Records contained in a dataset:

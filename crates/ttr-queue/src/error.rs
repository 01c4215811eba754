//! Error types for queue operations.

use chrono::Duration;
use thiserror::Error;

/// Failures reported by a [`QueueClient`](crate::QueueClient).
///
/// Nothing in this crate retries; callers use [`QueueError::is_transient`]
/// to decide whether restarting the consumer is worthwhile.
#[derive(Debug, Error)]
pub enum QueueError {
    #[error("Queue '{queue_name}' does not exist")]
    QueueNotFound { queue_name: String },

    #[error("Receipt handle is unknown or no longer current: {receipt}")]
    MessageNotFound { receipt: String },

    #[error("Queue request timed out after {duration}")]
    Timeout { duration: Duration },

    #[error("Could not reach the queue: {message}")]
    ConnectionFailed { message: String },

    #[error("Queue credentials were rejected: {message}")]
    AuthenticationFailed { message: String },

    #[error("Not permitted: {operation}")]
    PermissionDenied { operation: String },

    #[error("Message body is {size} bytes, the queue accepts at most {max_size}")]
    MessageTooLarge { size: usize, max_size: usize },

    #[error("{provider} returned {code}: {message}")]
    ProviderError {
        provider: String,
        code: String,
        message: String,
    },

    #[error(transparent)]
    SerializationError(#[from] SerializationError),

    #[error(transparent)]
    ConfigurationError(#[from] ConfigurationError),

    #[error(transparent)]
    ValidationError(#[from] ValidationError),
}

impl QueueError {
    /// Whether the same call may succeed if repeated later
    pub fn is_transient(&self) -> bool {
        matches!(
            self,
            Self::Timeout { .. } | Self::ConnectionFailed { .. } | Self::ProviderError { .. }
        )
    }

    /// Back-off a supervisor should wait before restarting the consumer
    pub fn retry_after(&self) -> Option<Duration> {
        match self {
            Self::Timeout { .. } => Some(Duration::seconds(1)),
            Self::ConnectionFailed { .. } | Self::ProviderError { .. } => Some(Duration::seconds(5)),
            _ => None,
        }
    }
}

/// Errors while decoding a `{ttr};{payload}` message body
#[derive(Debug, Clone, PartialEq, Eq, Error)]
pub enum FormatError {
    #[error("Message body has no ';' separator")]
    MissingSeparator,

    #[error("Invalid time-to-run '{value}': expected a non-negative integer")]
    InvalidTtr { value: String },
}

/// Provider responses that could not be understood
#[derive(Debug, Error)]
pub enum SerializationError {
    #[error("Unreadable provider response: {message}")]
    InvalidXml { message: String },

    #[error("Provider response has no <{element}> element")]
    MissingElement { element: String },
}

#[derive(Debug, Error)]
pub enum ConfigurationError {
    #[error("Queue configuration is invalid: {message}")]
    Invalid { message: String },

    #[error("Queue configuration needs '{key}'")]
    Missing { key: String },
}

/// Argument checks made before any request is sent
#[derive(Debug, Error)]
pub enum ValidationError {
    #[error("{field} is required")]
    Required { field: String },

    #[error("{field} is malformed: {message}")]
    InvalidFormat { field: String, message: String },

    #[error("{field} {message}")]
    OutOfRange { field: String, message: String },
}

/// Errors surfaced by the producer and consumer APIs.
///
/// Malformed bodies are not among them: the consumer counts those as failed
/// jobs and keeps going.
#[derive(Debug, Error)]
pub enum WorkerError {
    #[error("Unsupported feature: {feature}")]
    UnsupportedFeature { feature: String },

    #[error(transparent)]
    Queue(#[from] QueueError),
}

impl WorkerError {
    /// Create an error for a capability the backend does not provide
    pub fn unsupported(feature: impl Into<String>) -> Self {
        Self::UnsupportedFeature {
            feature: feature.into(),
        }
    }
}

#[cfg(test)]
#[path = "error_tests.rs"]
mod tests;
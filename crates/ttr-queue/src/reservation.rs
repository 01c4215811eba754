//! Reservation protocol over a visibility-timeout queue.
//!
//! A received message moves `Visible → Received → Reserved → Deleted`. When no
//! delete happens the backend makes it visible again once the reservation
//! expires. Mutual exclusion between workers comes only from the remote
//! visibility timeout; nothing here holds a local lock.

use crate::client::QueueClient;
use crate::error::{QueueError, ValidationError};
use crate::message::ReceivedMessage;
use chrono::Duration;
use std::sync::Arc;
use tracing::{debug, warn};

#[cfg(test)]
#[path = "reservation_tests.rs"]
mod tests;

/// Reserves and releases received messages through a shared queue client
#[derive(Clone)]
pub struct Reservation {
    client: Arc<dyn QueueClient>,
}

impl Reservation {
    pub fn new(client: Arc<dyn QueueClient>) -> Self {
        Self { client }
    }

    /// Hide the message from other consumers for `ttr_seconds`.
    ///
    /// Must be called right after receive and before any handler work, so the
    /// hidden period matches the producer's declared processing budget.
    ///
    /// # Errors
    ///
    /// Returns [`ValidationError::Required`] when the message carries no
    /// receipt handle, or the adapter error from the visibility change.
    pub async fn reserve(
        &self,
        message: &ReceivedMessage,
        ttr_seconds: u32,
    ) -> Result<(), QueueError> {
        let receipt = message
            .usable_receipt()
            .ok_or_else(|| ValidationError::Required {
                field: "receipt_handle".to_string(),
            })?;

        self.client
            .change_visibility(receipt, Duration::seconds(i64::from(ttr_seconds)))
            .await?;

        debug!(
            message_id = %message.message_id,
            ttr_seconds,
            "Reserved message"
        );
        Ok(())
    }

    /// Permanently remove a successfully handled message.
    ///
    /// Returns `false` without contacting the queue when the message has no
    /// usable receipt handle; otherwise whether the delete was acknowledged.
    pub async fn release(&self, message: &ReceivedMessage) -> Result<bool, QueueError> {
        let Some(receipt) = message.usable_receipt() else {
            warn!(
                message_id = %message.message_id,
                "Cannot release message without a receipt handle"
            );
            return Ok(false);
        };

        let acknowledged = self.client.delete_message(receipt).await?;

        debug!(
            message_id = %message.message_id,
            receipt = %receipt,
            acknowledged,
            "Released message"
        );
        Ok(acknowledged)
    }
}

Aim of the exercise
Exactly reproduce every record.

Exercise output
filename crates/ttr-queue/src/error.rs
repository 01c4215811eba754
//! Error types for queue operations.

use chrono::Duration;
use thiserror::Error;

/// Failures reported by a [`QueueClient`](crate::QueueClient).
///
/// Nothing in this crate retries; callers use [`QueueError::is_transient`]
/// to decide whether restarting the consumer is worthwhile.
#[derive(Debug, Error)]
pub enum QueueError {
    #[error("Queue '{queue_name}' does not exist")]
    QueueNotFound { queue_name: String },

    #[error("Receipt handle is unknown or no longer current: {receipt}")]
    MessageNotFound { receipt: String },

    #[error("Queue request timed out after {duration}")]
    Timeout { duration: Duration },

    #[error("Could not reach the queue: {message}")]
    ConnectionFailed { message: String },

    #[error("Queue credentials were rejected: {message}")]
    AuthenticationFailed { message: String },

    #[error("Not permitted: {operation}")]
    PermissionDenied { operation: String },

    #[error("Message body is {size} bytes, the queue accepts at most {max_size}")]
    MessageTooLarge { size: usize, max_size: usize },

    #[error("{provider} returned {code}: {message}")]
    ProviderError {
        provider: String,
        code: String,
        message: String,
    },

    #[error(transparent)]
    SerializationError(#[from] SerializationError),

    #[error(transparent)]
    ConfigurationError(#[from] ConfigurationError),

    #[error(transparent)]
    ValidationError(#[from] ValidationError),
}

impl QueueError {
    /// Whether the same call may succeed if repeated later
    pub fn is_transient(&self) -> bool {
        matches!(
            self,
            Self::Timeout { .. } | Self::ConnectionFailed { .. } | Self::ProviderError { .. }
        )
    }

    /// Back-off a supervisor should wait before restarting the consumer
    pub fn retry_after(&self) -> Option<Duration> {
        match self {
            Self::Timeout { .. } => Some(Duration::seconds(1)),
            Self::ConnectionFailed { .. } | Self::ProviderError { .. } => Some(Duration::seconds(5)),
            _ => None,
        }
    }
}

/// Errors while decoding a `{ttr};{payload}` message body
#[derive(Debug, Clone, PartialEq, Eq, Error)]
pub enum FormatError {
    #[error("Message body has no ';' separator")]
    MissingSeparator,

    #[error("Invalid time-to-run '{value}': expected a non-negative integer")]
    InvalidTtr { value: String },
}

/// Provider responses that could not be understood
#[derive(Debug, Error)]
pub enum SerializationError {
    #[error("Unreadable provider response: {message}")]
    InvalidXml { message: String },

    #[error("Provider response has no <{element}> element")]
    MissingElement { element: String },
}

#[derive(Debug, Error)]
pub enum ConfigurationError {
    #[error("Queue configuration is invalid: {message}")]
    Invalid { message: String },

    #[error("Queue configuration needs '{key}'")]
    Missing { key: String },
}

/// Argument checks made before any request is sent
#[derive(Debug, Error)]
pub enum ValidationError {
    #[error("{field} is required")]
    Required { field: String },

    #[error("{field} is malformed: {message}")]
    InvalidFormat { field: String, message: String },

    #[error("{field} {message}")]
    OutOfRange { field: String, message: String },
}

/// Errors surfaced by the producer and consumer APIs.
///
/// Malformed bodies are not among them: the consumer counts those as failed
/// jobs and keeps going.
#[derive(Debug, Error)]
pub enum WorkerError {
    #[error("Unsupported feature: {feature}")]
    UnsupportedFeature { feature: String },

    #[error(transparent)]
    Queue(#[from] QueueError),
}

impl WorkerError {
    /// Create an error for a capability the backend does not provide
    pub fn unsupported(feature: impl Into<String>) -> Self {
        Self::UnsupportedFeature {
            feature: feature.into(),
        }
    }
}

#[cfg(test)]
#[path = "error_tests.rs"]
mod tests;
filename crates/ttr-queue/src/reservation.rs
repository 01c4215811eba754
//! Reservation protocol over a visibility-timeout queue.
//!
//! A received message moves `Visible → Received → Reserved → Deleted`. When no
//! delete happens the backend makes it visible again once the reservation
//! expires. Mutual exclusion between workers comes only from the remote
//! visibility timeout; nothing here holds a local lock.

use crate::client::QueueClient;
use crate::error::{QueueError, ValidationError};
use crate::message::ReceivedMessage;
use chrono::Duration;
use std::sync::Arc;
use tracing::{debug, warn};

#[cfg(test)]
#[path = "reservation_tests.rs"]
mod tests;

/// Reserves and releases received messages through a shared queue client
#[derive(Clone)]
pub struct Reservation {
    client: Arc<dyn QueueClient>,
}

impl Reservation {
    pub fn new(client: Arc<dyn QueueClient>) -> Self {
        Self { client }
    }

    /// Hide the message from other consumers for `ttr_seconds`.
    ///
    /// Must be called right after receive and before any handler work, so the
    /// hidden period matches the producer's declared processing budget.
    ///
    /// # Errors
    ///
    /// Returns [`ValidationError::Required`] when the message carries no
    /// receipt handle, or the adapter error from the visibility change.
    pub async fn reserve(
        &self,
        message: &ReceivedMessage,
        ttr_seconds: u32,
    ) -> Result<(), QueueError> {
        let receipt = message
            .usable_receipt()
            .ok_or_else(|| ValidationError::Required {
                field: "receipt_handle".to_string(),
            })?;

        self.client
            .change_visibility(receipt, Duration::seconds(i64::from(ttr_seconds)))
            .await?;

        debug!(
            message_id = %message.message_id,
            ttr_seconds,
            "Reserved message"
        );
        Ok(())
    }

    /// Permanently remove a successfully handled message.
    ///
    /// Returns `false` without contacting the queue when the message has no
    /// usable receipt handle; otherwise whether the delete was acknowledged.
    pub async fn release(&self, message: &ReceivedMessage) -> Result<bool, QueueError> {
        let Some(receipt) = message.usable_receipt() else {
            warn!(
                message_id = %message.message_id,
                "Cannot release message without a receipt handle"
            );
            return Ok(false);
        };

        let acknowledged = self.client.delete_message(receipt).await?;

        debug!(
            message_id = %message.message_id,
            receipt = %receipt,
            acknowledged,
            "Released message"
        );
        Ok(acknowledged)
    }
}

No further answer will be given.